» **RECORDS FOR PROCESSING**
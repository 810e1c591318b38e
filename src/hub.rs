// =============================================================================
// Hub — single-producer-many-consumer fanout of ticks and engine events
// =============================================================================
//
// A dedicated runloop owns the latest-price table and the subscriber set.
// Producers enqueue ticks onto a bounded ingress channel; each subscriber
// owns a bounded egress channel. Per accepted tick the runloop:
//
//   1. validates (`ask >= bid`, finite values),
//   2. drops out-of-order ticks per (symbol, lp),
//   3. updates the latest-price table,
//   4. invokes tick listeners (engine, order scheduler),
//   5. folds the tick into the OHLC cache (bar closes also reach listeners),
//   6. submits to the tick-store writer (non-blocking, drop-and-count),
//   7. fans out to subscribers (non-blocking send, drop-and-count).
//
// Broadcast is thinned to one tick per symbol per throttle interval per
// subscriber unless MT5 mode is on. Engine events (position/account) are
// never throttled.
// =============================================================================

use std::collections::HashMap;
use std::sync::atomic::{AtomicBool, AtomicU64, Ordering};
use std::sync::Arc;

use parking_lot::RwLock;
use serde::Serialize;
use tokio::sync::{mpsc, watch};
use tracing::{debug, info, warn};

use crate::clock::Clock;
use crate::market_data::ohlc::{OhlcBar, OhlcCache};
use crate::market_data::tick_store::TickStore;
use crate::market_data::Tick;

/// Ingress channel capacity (ticks from the LP aggregation bridge).
const INGRESS_CAPACITY: usize = 2048;
/// Egress channel capacity per subscriber.
const EGRESS_CAPACITY: usize = 1024;
/// Engine-event channel capacity.
const EVENT_CAPACITY: usize = 1024;
/// Tick-store writer queue capacity.
const PERSIST_CAPACITY: usize = 8192;

// =============================================================================
// Events
// =============================================================================

/// Payload of a position event pushed to subscribers.
#[derive(Debug, Clone, Serialize)]
pub struct PositionEvent {
    pub kind: &'static str,
    pub position: crate::engine::position::Position,
}

/// Payload of an account event pushed to subscribers.
#[derive(Debug, Clone, Serialize)]
pub struct AccountEvent {
    pub kind: &'static str,
    pub account_id: u64,
    pub balance: f64,
    pub equity: f64,
    pub margin_used: f64,
}

/// Everything a subscriber can receive.
#[derive(Debug, Clone, Serialize)]
#[serde(tag = "type", rename_all = "lowercase")]
pub enum HubEvent {
    Tick(Tick),
    Position(PositionEvent),
    Account(AccountEvent),
}

// =============================================================================
// Listener seam
// =============================================================================

/// Components invoked by the runloop for every accepted tick.
///
/// Implementations must not block: anything slow belongs on its own task
/// behind a channel.
pub trait TickListener: Send + Sync {
    fn on_tick(&self, tick: &Tick);

    /// Called when a bar finalizes for `(symbol, timeframe)`.
    fn on_bar_close(&self, _symbol: &str, _timeframe_s: u32, _bar: &OhlcBar) {}
}

// =============================================================================
// Price board
// =============================================================================

/// Per-symbol last accepted tick. Written only by the hub runloop; everyone
/// else reads value copies.
#[derive(Default)]
pub struct PriceBoard {
    inner: RwLock<HashMap<String, Tick>>,
}

impl PriceBoard {
    pub fn new() -> Self {
        Self::default()
    }

    pub fn get(&self, symbol: &str) -> Option<Tick> {
        self.inner.read().get(symbol).cloned()
    }

    pub fn all(&self) -> HashMap<String, Tick> {
        self.inner.read().clone()
    }

    pub(crate) fn set(&self, tick: &Tick) {
        self.inner.write().insert(tick.symbol.clone(), tick.clone());
    }
}

// =============================================================================
// Stats
// =============================================================================

/// Drop counters exported for the state snapshot.
#[derive(Default)]
pub struct HubStats {
    pub ingress_dropped: AtomicU64,
    pub event_dropped: AtomicU64,
    pub persist_dropped: AtomicU64,
    pub accepted: AtomicU64,
    pub rejected_invalid: AtomicU64,
    pub rejected_out_of_order: AtomicU64,
    egress_dropped: RwLock<HashMap<u64, Arc<AtomicU64>>>,
}

impl HubStats {
    /// Per-subscriber egress drop counts.
    pub fn egress_drops(&self) -> HashMap<u64, u64> {
        self.egress_dropped
            .read()
            .iter()
            .map(|(id, c)| (*id, c.load(Ordering::Relaxed)))
            .collect()
    }
}

// =============================================================================
// Wiring
// =============================================================================

enum HubControl {
    Subscribe {
        id: u64,
        tx: mpsc::Sender<HubEvent>,
        dropped: Arc<AtomicU64>,
    },
    Unsubscribe {
        id: u64,
    },
}

/// Cloneable producer-side handle to the hub.
#[derive(Clone)]
pub struct HubHandle {
    tick_tx: mpsc::Sender<Tick>,
    event_tx: mpsc::Sender<HubEvent>,
    control_tx: mpsc::UnboundedSender<HubControl>,
    next_subscriber: Arc<AtomicU64>,
    pub prices: Arc<PriceBoard>,
    pub stats: Arc<HubStats>,
    pub mt5_mode: Arc<AtomicBool>,
}

impl HubHandle {
    /// Non-blocking tick ingress. Overflow increments a counter and drops.
    pub fn publish_tick(&self, tick: Tick) -> bool {
        match self.tick_tx.try_send(tick) {
            Ok(()) => true,
            Err(_) => {
                self.stats.ingress_dropped.fetch_add(1, Ordering::Relaxed);
                false
            }
        }
    }

    /// Non-blocking event ingress for position/account events.
    pub fn publish_event(&self, event: HubEvent) {
        if self.event_tx.try_send(event).is_err() {
            self.stats.event_dropped.fetch_add(1, Ordering::Relaxed);
        }
    }

    /// Register a new subscriber and return its egress receiver.
    pub fn subscribe(&self) -> Subscription {
        let id = self.next_subscriber.fetch_add(1, Ordering::Relaxed);
        let (tx, rx) = mpsc::channel(EGRESS_CAPACITY);
        let dropped = Arc::new(AtomicU64::new(0));
        self.stats
            .egress_dropped
            .write()
            .insert(id, dropped.clone());
        // An unbounded control channel: subscribe/unsubscribe must never be
        // lost to backpressure.
        let _ = self.control_tx.send(HubControl::Subscribe { id, tx, dropped });
        Subscription {
            id,
            rx,
            control_tx: self.control_tx.clone(),
        }
    }
}

/// A live subscription. Unsubscribes on drop; the egress channel is closed
/// exactly once, by the runloop removing the sender.
pub struct Subscription {
    pub id: u64,
    pub rx: mpsc::Receiver<HubEvent>,
    control_tx: mpsc::UnboundedSender<HubControl>,
}

impl Subscription {
    pub async fn recv(&mut self) -> Option<HubEvent> {
        self.rx.recv().await
    }
}

impl Drop for Subscription {
    fn drop(&mut self) {
        let _ = self.control_tx.send(HubControl::Unsubscribe { id: self.id });
    }
}

// =============================================================================
// Runloop
// =============================================================================

struct SubscriberState {
    tx: mpsc::Sender<HubEvent>,
    dropped: Arc<AtomicU64>,
    /// Per-symbol last broadcast time for throttling.
    last_emit: HashMap<String, i64>,
}

pub struct HubRunloop {
    tick_rx: mpsc::Receiver<Tick>,
    event_rx: mpsc::Receiver<HubEvent>,
    control_rx: mpsc::UnboundedReceiver<HubControl>,
    listeners: Vec<Arc<dyn TickListener>>,
    ohlc: Arc<OhlcCache>,
    persist_tx: mpsc::Sender<Tick>,
    prices: Arc<PriceBoard>,
    stats: Arc<HubStats>,
    mt5_mode: Arc<AtomicBool>,
    throttle_ms: i64,
    clock: Arc<Clock>,
    subscribers: HashMap<u64, SubscriberState>,
    /// Acceptance watermark per (symbol, lp).
    last_accepted: HashMap<(String, String), i64>,
    shutdown: watch::Receiver<bool>,
}

/// Build the hub: returns the producer handle and the (not yet spawned)
/// runloop. Listeners are attached before `run` is spawned.
pub fn hub(
    ohlc: Arc<OhlcCache>,
    persist_tx: mpsc::Sender<Tick>,
    throttle_ms: u64,
    mt5_mode: bool,
    clock: Arc<Clock>,
    shutdown: watch::Receiver<bool>,
) -> (HubHandle, HubRunloop) {
    let (tick_tx, tick_rx) = mpsc::channel(INGRESS_CAPACITY);
    let (event_tx, event_rx) = mpsc::channel(EVENT_CAPACITY);
    let (control_tx, control_rx) = mpsc::unbounded_channel();

    let prices = Arc::new(PriceBoard::new());
    let stats = Arc::new(HubStats::default());
    let mt5 = Arc::new(AtomicBool::new(mt5_mode));

    let handle = HubHandle {
        tick_tx,
        event_tx,
        control_tx,
        next_subscriber: Arc::new(AtomicU64::new(1)),
        prices: prices.clone(),
        stats: stats.clone(),
        mt5_mode: mt5.clone(),
    };

    let runloop = HubRunloop {
        tick_rx,
        event_rx,
        control_rx,
        listeners: Vec::new(),
        ohlc,
        persist_tx,
        prices,
        stats,
        mt5_mode: mt5,
        throttle_ms: throttle_ms as i64,
        clock,
        subscribers: HashMap::new(),
        last_accepted: HashMap::new(),
        shutdown,
    };

    (handle, runloop)
}

impl HubRunloop {
    pub fn add_listener(&mut self, listener: Arc<dyn TickListener>) {
        self.listeners.push(listener);
    }

    pub async fn run(mut self) {
        info!("hub runloop started");
        loop {
            tokio::select! {
                // Control first: an unsubscribe is honored before any
                // further send to that subscriber.
                biased;

                Some(control) = self.control_rx.recv() => {
                    self.handle_control(control);
                }
                changed = self.shutdown.changed() => {
                    if changed.is_err() || *self.shutdown.borrow() {
                        break;
                    }
                }
                Some(event) = self.event_rx.recv() => {
                    self.fan_out_event(event);
                }
                maybe_tick = self.tick_rx.recv() => {
                    match maybe_tick {
                        Some(tick) => self.handle_tick(tick),
                        None => break,
                    }
                }
            }
        }

        // Drain whatever producers managed to enqueue before the signal.
        while let Ok(tick) = self.tick_rx.try_recv() {
            self.handle_tick(tick);
        }
        self.subscribers.clear();
        info!("hub runloop stopped");
    }

    fn handle_control(&mut self, control: HubControl) {
        match control {
            HubControl::Subscribe { id, tx, dropped } => {
                debug!(subscriber = id, "hub subscriber added");
                self.subscribers.insert(
                    id,
                    SubscriberState {
                        tx,
                        dropped,
                        last_emit: HashMap::new(),
                    },
                );
            }
            HubControl::Unsubscribe { id } => {
                debug!(subscriber = id, "hub subscriber removed");
                self.subscribers.remove(&id);
                self.stats.egress_dropped.write().remove(&id);
            }
        }
    }

    fn handle_tick(&mut self, tick: Tick) {
        // Validity: crossed or non-finite ticks are rejected before any
        // side effect.
        if !tick.is_valid() {
            self.stats.rejected_invalid.fetch_add(1, Ordering::Relaxed);
            warn!(symbol = %tick.symbol, bid = tick.bid, ask = tick.ask, "invalid tick rejected");
            return;
        }

        // Out-of-order drop per (symbol, lp).
        let key = (tick.symbol.clone(), tick.lp_id.clone());
        if let Some(&last) = self.last_accepted.get(&key) {
            if tick.timestamp_ms < last {
                self.stats
                    .rejected_out_of_order
                    .fetch_add(1, Ordering::Relaxed);
                return;
            }
        }
        self.last_accepted.insert(key, tick.timestamp_ms);
        self.stats.accepted.fetch_add(1, Ordering::Relaxed);

        self.prices.set(&tick);

        for listener in &self.listeners {
            listener.on_tick(&tick);
        }

        for (tf, bar) in self.ohlc.update(&tick) {
            for listener in &self.listeners {
                listener.on_bar_close(&tick.symbol, tf, &bar);
            }
        }

        if self.persist_tx.try_send(tick.clone()).is_err() {
            self.stats.persist_dropped.fetch_add(1, Ordering::Relaxed);
        }

        self.fan_out_tick(tick);
    }

    fn fan_out_tick(&mut self, tick: Tick) {
        let throttled = !self.mt5_mode.load(Ordering::Relaxed);
        let now = self.clock.now_ms();

        for state in self.subscribers.values_mut() {
            if throttled {
                if let Some(&last) = state.last_emit.get(&tick.symbol) {
                    if now - last < self.throttle_ms {
                        continue;
                    }
                }
            }
            match state.tx.try_send(HubEvent::Tick(tick.clone())) {
                Ok(()) => {
                    state.last_emit.insert(tick.symbol.clone(), now);
                }
                Err(_) => {
                    state.dropped.fetch_add(1, Ordering::Relaxed);
                }
            }
        }
    }

    fn fan_out_event(&mut self, event: HubEvent) {
        for state in self.subscribers.values_mut() {
            if state.tx.try_send(event.clone()).is_err() {
                state.dropped.fetch_add(1, Ordering::Relaxed);
            }
        }
    }
}

// =============================================================================
// Tick-store writer
// =============================================================================

/// Create the bounded queue feeding the tick-store writer task. The hub
/// submits with `try_send`; this task is the only live-path caller of
/// `TickStore::append`.
pub fn spawn_tick_persister(
    store: Arc<TickStore>,
    mut shutdown: watch::Receiver<bool>,
) -> mpsc::Sender<Tick> {
    let (tx, mut rx) = mpsc::channel::<Tick>(PERSIST_CAPACITY);
    tokio::spawn(async move {
        loop {
            tokio::select! {
                maybe_tick = rx.recv() => {
                    match maybe_tick {
                        Some(tick) => {
                            if let Err(e) = store.append(tick) {
                                warn!(error = %e, "tick persist append failed");
                            }
                        }
                        None => break,
                    }
                }
                changed = shutdown.changed() => {
                    if changed.is_err() || *shutdown.borrow() {
                        break;
                    }
                }
            }
        }
        // Final drain + flush so shutdown loses nothing buffered.
        while let Ok(tick) = rx.try_recv() {
            let _ = store.append(tick);
        }
        store.flush();
    });
    tx
}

» **PROBLEM DETAILS**
In the records above, locate every line with the string "submits" and copy it.

» **TASK RESPONSE**
//   6. submits to the tick-store writer (non-blocking, drop-and-count),
/// submits with `try_send`; this task is the only live-path caller of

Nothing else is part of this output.